Adele Geras very kindly sent me a copy of the above book and I enjoyed it just as much as the other two with Greek settings, Ithaka and Troy. What I like about these titles is the way the Gods just stroll in and out and round about talking to the characters and either cheering them up, if they are Aprhrodite, making them giggle (Wings on his head and feet and she most distinctly saw greenish feathers edged with gold, flapping gently at his heels) and upsetting them if they are Hades, the God of Death.
Aeneas who has fled from the burning city of Troy seeks refuge in Carthage,the city founded by Dido, who takes one look at this glorious warrior and falls in love with him. ".....his voice was beautiful, deep and true like a note of music made by a golden instrument. Although he was ragged, unkempt and dirty after a long sea voyage, he towered over the harbour master and it was hard not to admire his muscled, sun browned arms".
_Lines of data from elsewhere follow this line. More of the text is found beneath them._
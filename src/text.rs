//! Text measurement for terminal rendering.
//!
//! Unicode-aware width calculation, word-break wrapping, and grapheme-safe
//! truncation. Widths are terminal cells, not bytes:
//!
//! - ASCII printable: 1 cell
//! - CJK and most emoji: 2 cells
//! - ZWJ emoji sequences: 2 cells (measured as one cluster)
//! - Zero-width characters: 0 cells
//!
//! Built on `unicode-width` (East Asian Width tables) and
//! `unicode-segmentation` (UAX #29 grapheme cluster boundaries).

use unicode_segmentation::UnicodeSegmentation;
use unicode_width::UnicodeWidthStr;

/// Zero-width joiner, the glue inside composite emoji.
const ZWJ: char = '\u{200D}';
/// Variation selector-16 forces emoji presentation (width 2).
const VS16: char = '\u{FE0F}';

/// Measure the display width of a single grapheme cluster.
///
/// Summing per-char widths overcounts ZWJ sequences (a family emoji would
/// measure 8), so clusters joined with ZWJ or carrying VS16 are pinned to 2.
pub fn grapheme_width(grapheme: &str) -> usize {
    if grapheme.contains(ZWJ) || grapheme.contains(VS16) {
        return 2;
    }
    UnicodeWidthStr::width(grapheme)
}

/// Measure the display width of a string in terminal cells.
pub fn string_width(s: &str) -> usize {
    s.graphemes(true).map(grapheme_width).sum()
}

/// Word-wrap text to a maximum display width.
///
/// Greedy fill: words are packed onto a line until the next one would
/// overflow. A single word wider than `max_width` is hard-split at grapheme
/// boundaries. Explicit newlines are respected. Never returns an empty vec;
/// empty input yields one empty line.
pub fn wrap_text(text: &str, max_width: usize) -> Vec<String> {
    if max_width == 0 {
        return vec![String::new()];
    }

    let mut lines = Vec::new();
    for raw_line in text.split('\n') {
        wrap_line(raw_line, max_width, &mut lines);
    }
    if lines.is_empty() {
        lines.push(String::new());
    }
    lines
}

fn wrap_line(line: &str, max_width: usize, out: &mut Vec<String>) {
    if line.trim().is_empty() {
        out.push(String::new());
        return;
    }

    let mut current = String::new();
    let mut current_width = 0usize;

    for word in line.split_whitespace() {
        let word_width = string_width(word);

        // Word alone exceeds the line: flush and hard-split it.
        if word_width > max_width {
            if !current.is_empty() {
                out.push(std::mem::take(&mut current));
                current_width = 0;
            }
            hard_split(word, max_width, out, &mut current, &mut current_width);
            continue;
        }

        let needed = if current.is_empty() {
            word_width
        } else {
            current_width + 1 + word_width
        };

        if needed > max_width {
            out.push(std::mem::take(&mut current));
            current.push_str(word);
            current_width = word_width;
        } else {
            if !current.is_empty() {
                current.push(' ');
                current_width += 1;
            }
            current.push_str(word);
            current_width += word_width;
        }
    }

    if !current.is_empty() {
        out.push(current);
    }
}

/// Split an overlong word at grapheme boundaries. The final partial chunk is
/// left in `current` so following words can share its line.
fn hard_split(
    word: &str,
    max_width: usize,
    out: &mut Vec<String>,
    current: &mut String,
    current_width: &mut usize,
) {
    for grapheme in word.graphemes(true) {
        let gw = grapheme_width(grapheme);
        if *current_width + gw > max_width && !current.is_empty() {
            out.push(std::mem::take(current));
            *current_width = 0;
        }
        current.push_str(grapheme);
        *current_width += gw;
    }
}

/// Truncate text to fit within `max_width` terminal cells.
///
/// If the text is wider than `max_width`, it is truncated at a grapheme
/// boundary and `suffix` is appended. The suffix width is accounted for.
/// Returns the original text (owned) if it fits.
pub fn truncate_text(text: &str, max_width: usize, suffix: &str) -> String {
    if max_width == 0 {
        return String::new();
    }

    let text_width = string_width(text);
    if text_width <= max_width {
        return text.to_string();
    }

    let suffix_width = string_width(suffix);
    if suffix_width >= max_width {
        // Suffix alone exceeds max_width - truncate the suffix itself.
        return truncate_exact(suffix, max_width);
    }

    let target_width = max_width - suffix_width;
    let mut result = String::with_capacity(text.len());
    let mut current_width: usize = 0;

    for grapheme in text.graphemes(true) {
        let gw = grapheme_width(grapheme);
        if current_width + gw > target_width {
            break;
        }
        result.push_str(grapheme);
        current_width += gw;
    }

    result.push_str(suffix);
    result
}

/// Truncate text to exactly `max_width` cells with no suffix.
fn truncate_exact(text: &str, max_width: usize) -> String {
    let mut result = String::new();
    let mut current_width: usize = 0;

    for grapheme in text.graphemes(true) {
        let gw = grapheme_width(grapheme);
        if current_width + gw > max_width {
            break;
        }
        result.push_str(grapheme);
        current_width += gw;
    }

    result
}

/// Right-pad text with spaces to the given display width.
///
/// Text already at or beyond the width is returned unchanged.
pub fn pad_to_width(text: &str, width: usize) -> String {
    let w = string_width(text);
    if w >= width {
        return text.to_string();
    }
    let mut result = String::with_capacity(text.len() + (width - w));
    result.push_str(text);
    for _ in 0..(width - w) {
        result.push(' ');
    }
    result
}

/// Left-pad text with spaces so it appears centered in the given width.
///
/// Only the leading pad is emitted; trailing cells are left for the caller
/// (the frame painter clears to end of line anyway).
pub fn center_in_width(text: &str, width: usize) -> String {
    let w = string_width(text);
    if w >= width {
        return text.to_string();
    }
    let pad = (width - w) / 2;
    let mut result = String::with_capacity(text.len() + pad);
    for _ in 0..pad {
        result.push(' ');
    }
    result.push_str(text);
    result
}

#[cfg(test)]
mod tests {
    use super::*;

    #[test]
    fn width_ascii() {
        assert_eq!(string_width("hello"), 5);
        assert_eq!(string_width(""), 0);
        assert_eq!(string_width("a b c"), 5);
    }

    #[test]
    fn width_cjk() {
        // "你好" = two fullwidth characters = 4 cells
        assert_eq!(string_width("你好"), 4);
        assert_eq!(string_width("a你b"), 4);
    }

    #[test]
    fn width_zwj_sequence() {
        // Family emoji joined with ZWJ measures as one 2-cell cluster
        assert_eq!(string_width("👨\u{200D}👩\u{200D}👧"), 2);
    }

    #[test]
    fn width_combining_accent() {
        // e + combining acute = one cluster, 1 cell
        assert_eq!(string_width("cafe\u{0301}"), 4);
    }

    #[test]
    fn wrap_simple() {
        let lines = wrap_text("the quick brown fox", 10);
        assert_eq!(lines, vec!["the quick", "brown fox"]);
    }

    #[test]
    fn wrap_exact_fit() {
        let lines = wrap_text("aaa bbb", 7);
        assert_eq!(lines, vec!["aaa bbb"]);
    }

    #[test]
    fn wrap_long_word_hard_split() {
        let lines = wrap_text("abcdefghij", 4);
        assert_eq!(lines, vec!["abcd", "efgh", "ij"]);
    }

    #[test]
    fn wrap_respects_newlines() {
        let lines = wrap_text("one\ntwo", 20);
        assert_eq!(lines, vec!["one", "two"]);
    }

    #[test]
    fn wrap_empty_input() {
        assert_eq!(wrap_text("", 10), vec![""]);
        assert_eq!(wrap_text("", 0), vec![""]);
    }

    #[test]
    fn wrap_never_splits_grapheme() {
        // Each fullwidth char is 2 cells; width 3 fits only one per line
        let lines = wrap_text("你好", 3);
        for line in &lines {
            assert!(string_width(line) <= 3);
        }
        assert_eq!(lines.concat(), "你好");
    }

    #[test]
    fn truncate_fits() {
        assert_eq!(truncate_text("hello", 10, "…"), "hello");
    }

    #[test]
    fn truncate_with_ellipsis() {
        assert_eq!(truncate_text("hello world", 6, "…"), "hello…");
    }

    #[test]
    fn truncate_cjk_boundary() {
        // Target width 3 - "你" (2) fits, "好" (2) doesn't -> "你" + "…"
        assert_eq!(truncate_text("你好世界", 4, "…"), "你…");
    }

    #[test]
    fn truncate_zero_width() {
        assert_eq!(truncate_text("hello", 0, "…"), "");
    }

    #[test]
    fn pad_and_center() {
        assert_eq!(pad_to_width("ab", 5), "ab   ");
        assert_eq!(pad_to_width("abcdef", 3), "abcdef");
        assert_eq!(center_in_width("ab", 6), "  ab");
        assert_eq!(center_in_width("ab", 2), "ab");
    }
}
It is, of course, a doomed love as all readers of Greek literature will know and even more so in this story as the reader is presented with Dido and Aeneas as ordinary human beings who can get bad tempered and quarrel with each other as well as being in love. However, Aeneas has his eye on Dido's favourite handmaiden, Elissa, who is deeply in love with him as well and the betrayal is inevitable.
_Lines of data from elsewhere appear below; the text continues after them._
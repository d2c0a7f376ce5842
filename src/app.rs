//! App Module - Application lifecycle and event loop.
//!
//! This module provides the entry point for mounting the portfolio.
//! It sets up the terminal, the reactive render effect, and the input
//! loop that drives scrolling, the typewriter pump, and the toggles.
//!
//! # Example
//!
//! ```ignore
//! use devfolio::app;
//!
//! let profile = devfolio::content::Profile::builtin();
//! let handle = app::mount(profile, app::AppOptions::default())?;
//! app::run(&handle)?;
//! handle.unmount();
//! ```

use std::cell::RefCell;
use std::io;
use std::rc::Rc;
use std::sync::Arc;
use std::sync::atomic::{AtomicBool, Ordering};
use std::time::Duration;

use crossterm::event::{
    Event as CrosstermEvent, KeyCode, KeyEvent, KeyEventKind, KeyModifiers, MouseEventKind, poll,
    read,
};
use crossterm::terminal::{disable_raw_mode, enable_raw_mode, size as terminal_size_raw};
use crossterm::tty::IsTty;
use spark_signals::{Signal, effect, signal};

use crate::content::Profile;
use crate::renderer::{Chrome, OutputBuffer, Page, ansi, build_page, paint_frame};
use crate::state::scroll::{self, LINE_SCROLL, WHEEL_SCROLL};
use crate::state::sections::{self, REFERENCE_OFFSET, Section};
use crate::state::toggles;
use crate::state::typewriter::{self, RevealId};
use crate::theme::{current_theme_name, set_theme, theme_for};

/// Rows taken by the nav bar and the status line.
const CHROME_ROWS: u16 = 2;

/// Input poll timeout (~60fps).
const TICK: Duration = Duration::from_millis(16);

// =============================================================================
// Terminal Size
// =============================================================================

thread_local! {
    static TERMINAL_SIZE: Signal<(u16, u16)> = signal((80, 24));
}

/// Current terminal size as (width, height). Reactive.
pub fn terminal_size() -> (u16, u16) {
    TERMINAL_SIZE.with(|s| s.get())
}

/// Update the terminal size signal.
pub fn set_terminal_size(width: u16, height: u16) {
    TERMINAL_SIZE.with(|s| {
        if s.get() != (width, height) {
            s.set((width, height));
        }
    });
}

/// Query the real terminal and seed the size signal.
fn detect_terminal_size() {
    if let Ok((w, h)) = terminal_size_raw() {
        set_terminal_size(w, h);
    }
}

/// Content rows available below the nav and above the status line.
fn viewport_rows(height: u16) -> u16 {
    height.saturating_sub(CHROME_ROWS)
}

// =============================================================================
// Terminal Guard
// =============================================================================

/// RAII guard for terminal state.
///
/// Enters raw mode (when stdin is a terminal) and the alternate screen on
/// acquire; restores both on drop, so the shell comes back intact even when
/// the loop errors out.
struct TerminalGuard {
    raw: bool,
}

impl TerminalGuard {
    fn acquire(title: &str) -> io::Result<Self> {
        // Piped stdin cannot go raw; render without keyboard input then.
        let raw = io::stdin().is_tty();
        if raw {
            enable_raw_mode()?;
        }
        let mut out = OutputBuffer::new();
        ansi::enter_alt_screen(&mut out)?;
        ansi::cursor_hide(&mut out)?;
        ansi::clear_screen(&mut out)?;
        ansi::set_title(&mut out, title)?;
        out.flush_stdout()?;
        Ok(Self { raw })
    }
}

impl Drop for TerminalGuard {
    fn drop(&mut self) {
        let mut out = OutputBuffer::new();
        let _ = ansi::reset(&mut out);
        let _ = ansi::cursor_show(&mut out);
        let _ = ansi::exit_alt_screen(&mut out);
        let _ = out.flush_stdout();
        if self.raw {
            let _ = disable_raw_mode();
        }
    }
}

// =============================================================================
// Options and Handle
// =============================================================================

/// Mount-time options, resolved from the command line.
#[derive(Debug, Clone, Copy, Default)]
pub struct AppOptions {
    /// Force dark (`Some(true)`) or light (`Some(false)`) mode.
    /// `None` follows the terminal's reported palette.
    pub dark_mode: Option<bool>,
}

/// Handle returned by mount() that allows unmounting.
pub struct AppHandle {
    stop_effect: Option<Box<dyn FnOnce()>>,
    unsubscribe_scroll: Option<Box<dyn FnOnce()>>,
    running: Arc<AtomicBool>,
    page: Rc<RefCell<Page>>,
    profile: Rc<Profile>,
    reveal: RevealId,
    guard: Option<TerminalGuard>,
}

impl AppHandle {
    /// Check if still running.
    pub fn is_running(&self) -> bool {
        self.running.load(Ordering::SeqCst)
    }

    /// Stop the application (sets running to false).
    pub fn stop(&self) {
        self.running.store(false, Ordering::SeqCst);
    }

    /// Stop the render effect and restore the terminal.
    pub fn unmount(mut self) {
        self.running.store(false, Ordering::SeqCst);
        typewriter::cancel_reveal(self.reveal);

        if let Some(unsubscribe) = self.unsubscribe_scroll.take() {
            unsubscribe();
        }
        if let Some(stop) = self.stop_effect.take() {
            stop();
        }
        self.guard.take();
    }
}

impl Drop for AppHandle {
    fn drop(&mut self) {
        if let Some(unsubscribe) = self.unsubscribe_scroll.take() {
            unsubscribe();
        }
        if let Some(stop) = self.stop_effect.take() {
            stop();
        }
    }
}

// =============================================================================
// Mount
// =============================================================================

/// Mount the portfolio.
///
/// This sets up:
/// 1. Dark mode (explicit option, or detected from `COLORFGBG`) and the
///    matching theme, with the profile's accent applied over it
/// 2. The hero typewriter reveal
/// 3. Raw mode + alternate screen (restored via the handle)
/// 4. The scroll subscription that keeps the active section current
/// 5. The ONE render effect: any tracked signal change repaints the frame
///
/// Returns an AppHandle for ticking and cleanup.
pub fn mount(profile: Profile, options: AppOptions) -> io::Result<AppHandle> {
    let profile = Rc::new(profile);

    match options.dark_mode {
        Some(dark) => toggles::set_dark_mode(dark),
        None => toggles::init_dark_mode_from_env(),
    }
    set_theme(&theme_for(toggles::dark_mode()).with_accent(profile.accent.as_deref()));

    let reveal = typewriter::start_reveal(
        &profile.typewriter_text,
        Duration::from_millis(profile.type_delay_ms),
    );
    // Captured once: the render effect reads the signal, never the registry.
    let typed_signal =
        typewriter::reveal_signal(reveal).expect("reveal registered by start_reveal");

    let guard = TerminalGuard::acquire(&profile.brand)?;
    detect_terminal_size();

    let page = Rc::new(RefCell::new(Page::default()));
    let running = Arc::new(AtomicBool::new(true));

    // The ONE render effect. Runs once now, then on every tracked change:
    // terminal size, typed prefix, menu, active section, scroll, theme slots.
    let profile_for_render = profile.clone();
    let page_for_render = page.clone();
    let running_for_render = running.clone();
    let mut out = OutputBuffer::new();
    let stop_effect = effect(move || {
        if !running_for_render.load(Ordering::SeqCst) {
            return;
        }

        let (width, height) = terminal_size();
        let typed = typed_signal.get();
        let complete = typed == profile_for_render.typewriter_text;
        let menu_open = toggles::menu_signal().get();
        let active = sections::active_section();
        let offset = scroll::scroll_offset();

        *page_for_render.borrow_mut() = build_page(&profile_for_render, &typed, complete, width);
        let page = page_for_render.borrow();

        let chrome = Chrome {
            brand: profile_for_render.brand.clone(),
            sections: profile_for_render.sections(),
            active,
            menu_open,
            theme_name: current_theme_name(),
        };

        out.clear();
        let _ = paint_frame(&mut out, &page, &chrome, width, height, offset);
        let _ = out.flush_stdout();
    });

    // Scroll drives the active section. The probe takes a fresh short borrow
    // per call, so the page is free again by the time the signal commits.
    let page_for_probe = page.clone();
    let update_active = move |offset: u16| {
        sections::update_active_section(
            |section| page_for_probe.borrow().bounds(section, offset),
            REFERENCE_OFFSET,
        );
    };

    // Evaluate once at mount so the highlight is correct before any scroll.
    update_active(scroll::scroll_offset());
    let unsubscribe_scroll = scroll::on_scroll(update_active);

    Ok(AppHandle {
        stop_effect: Some(Box::new(stop_effect)),
        unsubscribe_scroll: Some(Box::new(unsubscribe_scroll)),
        running,
        page,
        profile,
        reveal,
        guard: Some(guard),
    })
}

// =============================================================================
// Actions
// =============================================================================

/// What a key press means, independent of how it gets applied.
#[derive(Debug, Clone, Copy, PartialEq, Eq)]
enum Action {
    Quit,
    /// Close the menu if open, otherwise quit.
    Back,
    ScrollLine(i32),
    ScrollPage(i32),
    ScrollTop,
    ScrollBottom,
    Jump(Section),
    ToggleTheme,
    ToggleMenu,
}

/// Map a key event to an action. Release events map to nothing.
fn action_for(key: &KeyEvent) -> Option<Action> {
    if key.kind == KeyEventKind::Release {
        return None;
    }
    if key.modifiers.contains(KeyModifiers::CONTROL) {
        return match key.code {
            KeyCode::Char('c') => Some(Action::Quit),
            _ => None,
        };
    }

    match key.code {
        KeyCode::Char('q') => Some(Action::Quit),
        KeyCode::Esc => Some(Action::Back),
        KeyCode::Char('j') | KeyCode::Down => Some(Action::ScrollLine(1)),
        KeyCode::Char('k') | KeyCode::Up => Some(Action::ScrollLine(-1)),
        KeyCode::Char(' ') | KeyCode::PageDown => Some(Action::ScrollPage(1)),
        KeyCode::PageUp => Some(Action::ScrollPage(-1)),
        KeyCode::Char('g') | KeyCode::Home => Some(Action::ScrollTop),
        KeyCode::Char('G') | KeyCode::End => Some(Action::ScrollBottom),
        KeyCode::Char('d') => Some(Action::ToggleTheme),
        KeyCode::Char('m') => Some(Action::ToggleMenu),
        KeyCode::Char(c @ '1'..='8') => {
            Section::ALL.iter().find(|s| s.jump_key() == c).copied().map(Action::Jump)
        }
        _ => None,
    }
}

/// Apply an action against the live state.
fn apply_action(handle: &AppHandle, action: Action) {
    let (_, height) = terminal_size();
    let viewport = viewport_rows(height);
    let max = scroll::max_scroll(handle.page.borrow().height(), viewport);

    match action {
        Action::Quit => handle.stop(),
        Action::Back => {
            if toggles::is_menu_open() {
                toggles::close_menu();
            } else {
                handle.stop();
            }
        }
        Action::ScrollLine(direction) => {
            scroll::scroll_by(direction * LINE_SCROLL as i32, max);
        }
        Action::ScrollPage(direction) => {
            scroll::scroll_page(direction, viewport, max);
        }
        Action::ScrollTop => scroll::scroll_to_top(),
        Action::ScrollBottom => scroll::scroll_to_bottom(max),
        Action::Jump(section) => {
            let top = handle.page.borrow().anchor_top(section);
            if let Some(top) = top {
                scroll::set_scroll_offset(top, max);
            }
            toggles::close_menu();
        }
        Action::ToggleTheme => {
            let dark = toggles::toggle_dark_mode();
            set_theme(&theme_for(dark).with_accent(handle.profile.accent.as_deref()));
        }
        Action::ToggleMenu => {
            toggles::toggle_menu();
        }
    }
}

// =============================================================================
// Event Loop
// =============================================================================

/// Run the event loop once (non-blocking).
///
/// Polls input for one tick, applies whatever arrived, then pumps the
/// typewriter so the reveal advances even while no keys are pressed.
/// Returns `Ok(false)` when the application should stop.
pub fn tick(handle: &AppHandle) -> io::Result<bool> {
    if !handle.is_running() {
        return Ok(false);
    }

    if poll(TICK)? {
        match read()? {
            CrosstermEvent::Key(key) => {
                if let Some(action) = action_for(&key) {
                    apply_action(handle, action);
                }
            }
            CrosstermEvent::Mouse(mouse) => {
                let (_, height) = terminal_size();
                let max =
                    scroll::max_scroll(handle.page.borrow().height(), viewport_rows(height));
                match mouse.kind {
                    MouseEventKind::ScrollUp => {
                        scroll::scroll_by(-(WHEEL_SCROLL as i32), max);
                    }
                    MouseEventKind::ScrollDown => {
                        scroll::scroll_by(WHEEL_SCROLL as i32, max);
                    }
                    _ => {}
                }
            }
            CrosstermEvent::Resize(w, h) => {
                set_terminal_size(w, h);
                // Keep the offset valid for the new viewport
                let max = scroll::max_scroll(handle.page.borrow().height(), viewport_rows(h));
                scroll::set_scroll_offset(scroll::scroll_offset(), max);
            }
            _ => {}
        }
    }

    typewriter::revealed_text(handle.reveal);

    Ok(handle.is_running())
}

/// Run the event loop (blocking until stopped).
pub fn run(handle: &AppHandle) -> io::Result<()> {
    while tick(handle)? {
        // Continue processing events
    }
    Ok(())
}

// =============================================================================
// Tests
// =============================================================================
Comes the day when Aeneas has to leave to fulfil his destiny "It's hard to explain only I've always known that I was spared during the war in Troy because there was something else I had to do before I died. And now it's clear. I am to found a new city across the sea" He cannot stay in Carthage as he knows Dido would be reluctant to share her power and nor would she come with him and leave her home behind.
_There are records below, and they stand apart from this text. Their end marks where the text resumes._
//! Devfolio - A single-page developer portfolio for the terminal.

use anyhow::{Context, Result};
use clap::Parser;

use devfolio::app::{self, AppOptions};
use devfolio::cli::Cli;
use devfolio::content::Profile;
use devfolio::log;

fn main() -> Result<()> {
    let cli = Cli::parse();

    let mut profile = Profile::load_or_builtin(cli.profile.as_deref()).with_context(|| {
        match &cli.profile {
            Some(path) => format!("failed to load profile from {}", path.display()),
            None => "failed to load built-in profile".to_string(),
        }
    })?;
    if let Some(delay) = cli.type_delay {
        profile.type_delay_ms = delay;
    }

    log!("profile"; "{}, {} sections", profile.name, profile.sections().len());

    let handle = app::mount(
        profile,
        AppOptions {
            dark_mode: cli.theme.dark_mode(),
        },
    )
    .context("failed to set up the terminal")?;

    let result = app::run(&handle);
    handle.unmount();
    result.context("event loop failed")?;

    Ok(())
}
So he goes and then Elissa discovers she is pregnant with his child. She has to keep this hidden from the distraught queen who is almost mad with grief at the departure of Aeneas, but her secret is betrayed by the poet, Iopas, also in love with Elissa who is jealous and determined to hurt her. It is all a very modern love triangle, but there is nothing new under the sun and this is why these books are so immediate and why the reader forgets they are set in ancient Greece. The dilemmas and emotions are exactly the same as those we suffer now.
So we have Dido, betrayed by Elissa, who she loved as a daughter and abandoned by Aeneas. "I can't bear it. Whispers everywhere I went....the pity on everyone's face. Elissa - why should you be punished when I myself lost what little sense I had in Aeneas' presence? .....even worse, more wounding than the voices of the living will be the voices of the dead. What will historians and poets says about me? What will they write?.......I know exactly how the story will be presented.....the great leader Aeneas, stopped in Carthage on his way to found a powerful nation and fell in love, briefly, with the queen whose name was Dido. That's what they will say unless I make the story mine and I have the power to do that. And I will do it...."
And the great bed in which she and Aeneas slept is taken to the courtyard and piled high with furniture, clothes and jewels, anything that reminds her of him and she lies upon it and sets fire to her funeral pyre.
"....the bed and everything that was on it blazed and roared and she heard someone speaking and the words sounded cool and sweet 'I have come Dido, I will take your soul to the Elysian fields, rest now - there will be no more pain, never again"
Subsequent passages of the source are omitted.